New SF writer C John Arthur—a dual
British/Swedish citizen–takes us to a future Stockholm where he blends the
underlying concerns of Stieg Larsson’s Millennium books with the virtual worlds
of William Gibson to confront us with some unpalatable truths of our modern
life and those that pay the highest price to maintain it.
Perhaps
you immediately think of Scandi Noir? I suspect the agent I mention below probably
did. Whilst the territory is necessarily dark, I felt I could bring a fresh take
by setting it about 30 years in the future and bringing some hope into the mix
and of course some other interesting elements.
I took this summary with me as I attended the writers’ workshop
held at the London World Science Fiction convention 4 years ago. We were
visited by an agent, and I pitched the novel. He seemed to like it and we had
some correspondence following the convention. Once I had a few chapters under
my belt he suggested sending them to him to look at. Since most agents these
days won’t look at something before a full draft is completed, it was an
enormous encouragement, and an incentive to start writing the book. This happy
beginning was thwarted by two major obstacles. 1. The next stage in the agent
process—if they like the first few chapters—is an outline of the whole book. I
didn’t have one and I felt I really needed one, I couldn’t pants it—writers’

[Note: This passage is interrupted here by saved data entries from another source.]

//! Guard and routing expression language.
//!
//! A compile-once, evaluate-many mini-language used by `if` guards,
//! `fail_if` predicates, and `goto_js` / `run_js` routing directives.
//! Expressions are deterministic, perform no I/O, and expose only a
//! fixed vocabulary of values (`output`, `outputs`, `outputs.history`,
//! `metadata`, `env`, `memory`, `pr`) and helper functions.
//!
//! Failure semantics are role-specific safe defaults: a predicate that
//! fails to compile or evaluate is `false`, a `goto_js` is no jump, a
//! `run_js` is no targets. Failures are traced, never raised into the
//! engine loop.

mod eval;
mod parser;

pub use eval::{EvalError, EvalInput, display_string, truthy};
pub use parser::{BinaryOp, Expr, UnaryOp, parse_expression};

use serde_json::Value;

use crate::error::{EngineError, EngineResult};
use crate::scope::ScopeSegment;

/// Maximum accepted expression source length, in bytes.
pub const MAX_EXPRESSION_LEN: usize = 4096;

/// A compiled expression, ready for repeated evaluation.
#[derive(Debug, Clone, PartialEq)]
pub struct CompiledExpr {
    source: String,
    ast: Expr,
}

impl CompiledExpr {
    /// Compile an expression source string.
    ///
    /// # Errors
    ///
    /// Returns [`EngineError::InvalidExpression`] for oversized input,
    /// syntax errors, or excessive nesting.
    pub fn compile(source: &str) -> EngineResult<Self> {
        if source.len() > MAX_EXPRESSION_LEN {
            let preview: String = source.chars().take(64).collect();
            return Err(EngineError::InvalidExpression {
                expression: format!("{preview}…"),
                reason: format!("expression longer than {MAX_EXPRESSION_LEN} bytes"),
            });
        }
        let ast = parse_expression(source)?;
        Ok(Self {
            source: source.to_string(),
            ast,
        })
    }

    /// The original source string.
    #[must_use]
    pub fn source(&self) -> &str {
        &self.source
    }

    /// Evaluate to a raw value.
    ///
    /// # Errors
    ///
    /// Returns [`EvalError`] on type errors or unknown functions;
    /// callers normally go through the role-specific wrappers below.
    pub fn evaluate(&self, input: &EvalInput<'_>) -> Result<Value, EvalError> {
        eval::evaluate(&self.ast, input)
    }

    /// Evaluate as a predicate: coerced to boolean, `false` on error.
    #[must_use]
    pub fn evaluate_bool(&self, input: &EvalInput<'_>) -> bool {
        match self.evaluate(input) {
            Ok(value) => truthy(&value),
            Err(error) => {
                tracing::warn!(
                    target: "proctor::expr",
                    expression = %self.source,
                    %error,
                    "predicate evaluation failed; defaulting to false",
                );
                false
            }
        }
    }

    /// Evaluate as a `goto_js` directive: a check id, or `None` for a
    /// nullish result or any error.
    #[must_use]
    pub fn evaluate_goto(&self, input: &EvalInput<'_>) -> Option<String> {
        match self.evaluate(input) {
            Ok(Value::Null) => None,
            Ok(Value::String(target)) if !target.is_empty() => Some(target),
            Ok(Value::String(_)) => None,
            Ok(other) => {
                tracing::warn!(
                    target: "proctor::expr",
                    expression = %self.source,
                    result = %other,
                    "goto expression returned a non-string; ignoring",
                );
                None
            }
            Err(error) => {
                tracing::warn!(
                    target: "proctor::expr",
                    expression = %self.source,
                    %error,
                    "goto expression failed; ignoring",
                );
                None
            }
        }
    }

    /// Evaluate as a `run_js` directive: a list of target descriptors,
    /// empty on error.
    #[must_use]
    pub fn evaluate_run_targets(&self, input: &EvalInput<'_>) -> Vec<RunTargetSpec> {
        match self.evaluate(input) {
            Ok(value) => match run_targets_from_value(&value) {
                Ok(targets) => targets,
                Err(reason) => {
                    tracing::warn!(
                        target: "proctor::expr",
                        expression = %self.source,
                        reason,
                        "run expression returned malformed targets; ignoring",
                    );
                    Vec::new()
                }
            },
            Err(error) => {
                tracing::warn!(
                    target: "proctor::expr",
                    expression = %self.source,
                    %error,
                    "run expression failed; ignoring",
                );
                Vec::new()
            }
        }
    }
}

/// One forward-run target produced by a `run` / `run_js` directive.
#[derive(Debug, Clone, PartialEq, Eq)]
pub struct RunTargetSpec {
    /// The check to run.
    pub target: String,
    /// Optional explicit scope directing the fanout at particular item
    /// indexes; `None` runs at the requester's scope.
    pub scope: Option<Vec<ScopeSegment>>,
}

impl RunTargetSpec {
    /// A target at the requester's scope.
    #[must_use]
    pub fn plain(target: impl Into<String>) -> Self {
        Self {
            target: target.into(),
            scope: None,
        }
    }
}

/// Coerce a `run_js` result into target descriptors.
///
/// Accepted shapes: a single string, `null` (no targets), or an array
/// of strings and/or `{target, scope?}` objects where `scope` is a
/// list of `{check, index}` pairs.
fn run_targets_from_value(value: &Value) -> Result<Vec<RunTargetSpec>, &'static str> {
    match value {
        Value::Null => Ok(Vec::new()),
        Value::String(target) => Ok(vec![RunTargetSpec::plain(target.clone())]),
        Value::Array(items) => items.iter().map(run_target_from_item).collect(),
        _ => Err("expected a string, null, or an array of targets"),
    }
}

fn run_target_from_item(item: &Value) -> Result<RunTargetSpec, &'static str> {
    match item {
        Value::String(target) => Ok(RunTargetSpec::plain(target.clone())),
        Value::Object(map) => {
            let target = map
                .get("target")
                .or_else(|| map.get("check"))
                .and_then(Value::as_str)
                .ok_or("target object missing `target`")?;
            let scope = match map.get("scope") {
                None | Some(Value::Null) => None,
                Some(Value::Array(segments)) => Some(
                    segments
                        .iter()
                        .map(scope_segment_from_value)
                        .collect::<Result<Vec<_>, _>>()?,
                ),
                Some(_) => return Err("scope must be an array"),
            };
            Ok(RunTargetSpec {
                target: target.to_string(),
                scope,
            })
        }
        _ => Err("target must be a string or object"),
    }
}

fn scope_segment_from_value(value: &Value) -> Result<ScopeSegment, &'static str> {
    let Value::Object(map) = value else {
        return Err("scope segment must be an object");
    };
    let check_id = map
        .get("check")
        .and_then(Value::as_str)
        .ok_or("scope segment missing `check`")?;
    let index = map
        .get("index")
        .and_then(Value::as_u64)
        .ok_or("scope segment missing `index`")?;
    Ok(ScopeSegment {
        check_id: check_id.to_string(),
        index: usize::try_from(index).map_err(|_| "scope index out of range")?,
    })
}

slang for making it up as you go along.
So I felt there was no point getting the agent’s interest only to fall at the
next stage. 2. I have always prioritized my day job and that suddenly swallowed
both my time and more importantly my emotional wherewithal to write. If you
listen to the podcast you’ll much more about the whole process of bring the
novel to life.
It
is dangerous to boldly declare a title when title choices are one of the more
fluid aspects of publishing fiction—unless you are planning to self-publish. In
this case, however, the whole novel springs out of this title, and it also part of the mystery. It is a
metaphor, in the virtual worlds of the novel, for the future form of today’s
internet, cyberspace. So it’s a lament for what the future internet may become. Interestingly, Tim Berners-Lee, the originator of the current World
Wide Web has also lamented what has happened to his creation..
What
we remember defines so much of our personalities, robbed of this gift our
identities are distorted. The people robbed are on the margins of Swedish
society and the story follows a red thread from pornography and sexual abuse to
prostitution and sex trafficking. In the midst of this we meet a family broken
by tragedy and yearning for answers.
This
year marked the inaugural Stockholm Writers’ Festival. On the back of this they
established a new, annual International literary competition for the first five
pages of a long work of fiction or fact. To my surprise and encouragement, my
novel’s first 5 pages made longlist. That is, I was in the last 30 of more than
250 entries from around the world. The judge, who had a strong literary fiction
background, made the comment that he was pleasantly surprised at the quality of
the writing coming from authors of genre fiction…
Of course, it needs to be finished and redrafted—with
the help of my beta readers— but with the podcast soon to be released (links
will follow shortly) I have nailed my colours to the mast as a novelist and not
just short story writer. Watch this space.